Work request:
Begin at the line containing "assert_eq!(OPENAI.credential(&env), None);" and end at the final line of the entries. Please reproduce those lines exactly.
Provided material Block Start
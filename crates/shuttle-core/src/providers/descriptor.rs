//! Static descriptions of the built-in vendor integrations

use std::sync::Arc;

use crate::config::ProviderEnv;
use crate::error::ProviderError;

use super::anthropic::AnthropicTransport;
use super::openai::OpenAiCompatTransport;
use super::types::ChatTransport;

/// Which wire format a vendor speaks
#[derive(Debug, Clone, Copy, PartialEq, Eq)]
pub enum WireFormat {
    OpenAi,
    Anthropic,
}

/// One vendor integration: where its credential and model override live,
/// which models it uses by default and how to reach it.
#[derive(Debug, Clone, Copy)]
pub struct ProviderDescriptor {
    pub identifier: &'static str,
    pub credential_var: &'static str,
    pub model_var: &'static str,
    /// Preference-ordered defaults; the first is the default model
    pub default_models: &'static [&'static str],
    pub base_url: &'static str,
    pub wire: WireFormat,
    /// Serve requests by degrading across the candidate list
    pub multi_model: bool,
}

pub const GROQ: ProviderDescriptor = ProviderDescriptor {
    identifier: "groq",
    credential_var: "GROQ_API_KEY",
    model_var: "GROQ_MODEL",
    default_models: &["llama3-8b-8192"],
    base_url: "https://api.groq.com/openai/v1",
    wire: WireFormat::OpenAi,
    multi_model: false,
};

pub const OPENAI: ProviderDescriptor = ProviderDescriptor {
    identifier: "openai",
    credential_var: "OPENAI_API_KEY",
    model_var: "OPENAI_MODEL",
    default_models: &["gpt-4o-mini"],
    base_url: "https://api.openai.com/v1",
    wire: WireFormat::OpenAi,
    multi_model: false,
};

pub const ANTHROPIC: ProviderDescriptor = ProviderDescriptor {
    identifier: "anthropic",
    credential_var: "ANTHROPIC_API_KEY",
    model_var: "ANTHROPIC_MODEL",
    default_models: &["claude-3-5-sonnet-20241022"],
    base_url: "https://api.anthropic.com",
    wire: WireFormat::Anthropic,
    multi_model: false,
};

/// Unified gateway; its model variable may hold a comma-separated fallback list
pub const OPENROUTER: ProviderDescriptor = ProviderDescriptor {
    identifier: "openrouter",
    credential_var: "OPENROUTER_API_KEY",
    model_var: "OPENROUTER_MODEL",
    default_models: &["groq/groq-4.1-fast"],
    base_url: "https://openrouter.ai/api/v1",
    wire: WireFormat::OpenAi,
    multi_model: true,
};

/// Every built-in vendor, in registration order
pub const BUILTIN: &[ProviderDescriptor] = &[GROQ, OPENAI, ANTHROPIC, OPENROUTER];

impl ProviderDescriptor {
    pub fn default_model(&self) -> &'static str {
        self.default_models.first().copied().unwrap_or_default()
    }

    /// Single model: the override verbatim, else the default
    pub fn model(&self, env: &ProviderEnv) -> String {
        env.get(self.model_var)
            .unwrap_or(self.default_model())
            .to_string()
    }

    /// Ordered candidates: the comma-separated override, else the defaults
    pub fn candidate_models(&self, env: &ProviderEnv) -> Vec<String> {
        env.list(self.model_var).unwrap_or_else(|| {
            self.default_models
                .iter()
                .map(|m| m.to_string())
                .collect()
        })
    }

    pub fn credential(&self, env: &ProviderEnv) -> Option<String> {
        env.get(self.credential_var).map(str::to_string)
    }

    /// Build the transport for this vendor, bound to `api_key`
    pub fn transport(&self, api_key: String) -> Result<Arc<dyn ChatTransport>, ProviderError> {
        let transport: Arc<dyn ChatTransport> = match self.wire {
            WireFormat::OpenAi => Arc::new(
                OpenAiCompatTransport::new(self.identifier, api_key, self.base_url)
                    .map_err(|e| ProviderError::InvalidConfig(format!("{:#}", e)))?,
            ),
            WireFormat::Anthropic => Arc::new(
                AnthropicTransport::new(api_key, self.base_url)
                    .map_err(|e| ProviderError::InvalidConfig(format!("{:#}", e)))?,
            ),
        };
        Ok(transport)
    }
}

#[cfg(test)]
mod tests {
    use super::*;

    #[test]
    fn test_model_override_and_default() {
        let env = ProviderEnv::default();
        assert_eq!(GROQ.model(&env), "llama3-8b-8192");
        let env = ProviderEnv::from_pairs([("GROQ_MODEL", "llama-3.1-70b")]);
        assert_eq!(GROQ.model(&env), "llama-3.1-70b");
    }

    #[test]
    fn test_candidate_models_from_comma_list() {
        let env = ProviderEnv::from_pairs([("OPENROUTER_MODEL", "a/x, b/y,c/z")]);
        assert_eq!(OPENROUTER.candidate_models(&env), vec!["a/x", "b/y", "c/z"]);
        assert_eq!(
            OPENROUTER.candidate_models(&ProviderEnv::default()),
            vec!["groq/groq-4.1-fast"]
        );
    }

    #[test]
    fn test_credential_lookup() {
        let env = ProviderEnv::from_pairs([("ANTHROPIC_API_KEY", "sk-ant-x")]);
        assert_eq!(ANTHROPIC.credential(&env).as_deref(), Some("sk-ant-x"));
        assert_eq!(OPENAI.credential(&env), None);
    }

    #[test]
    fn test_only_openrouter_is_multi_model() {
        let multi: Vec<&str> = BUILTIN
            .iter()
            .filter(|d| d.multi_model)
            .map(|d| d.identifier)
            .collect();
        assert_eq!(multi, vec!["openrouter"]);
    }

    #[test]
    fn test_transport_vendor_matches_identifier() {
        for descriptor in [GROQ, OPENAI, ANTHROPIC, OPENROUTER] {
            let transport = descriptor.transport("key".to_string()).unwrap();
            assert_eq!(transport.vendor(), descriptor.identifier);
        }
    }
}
Provided material Block End
Task output:
        assert_eq!(OPENAI.credential(&env), None);
    }

    #[test]
    fn test_only_openrouter_is_multi_model() {
        let multi: Vec<&str> = BUILTIN
            .iter()
            .filter(|d| d.multi_model)
            .map(|d| d.identifier)
            .collect();
        assert_eq!(multi, vec!["openrouter"]);
    }

    #[test]
    fn test_transport_vendor_matches_identifier() {
        for descriptor in [GROQ, OPENAI, ANTHROPIC, OPENROUTER] {
            let transport = descriptor.transport("key".to_string()).unwrap();
            assert_eq!(transport.vendor(), descriptor.identifier);
        }
    }
}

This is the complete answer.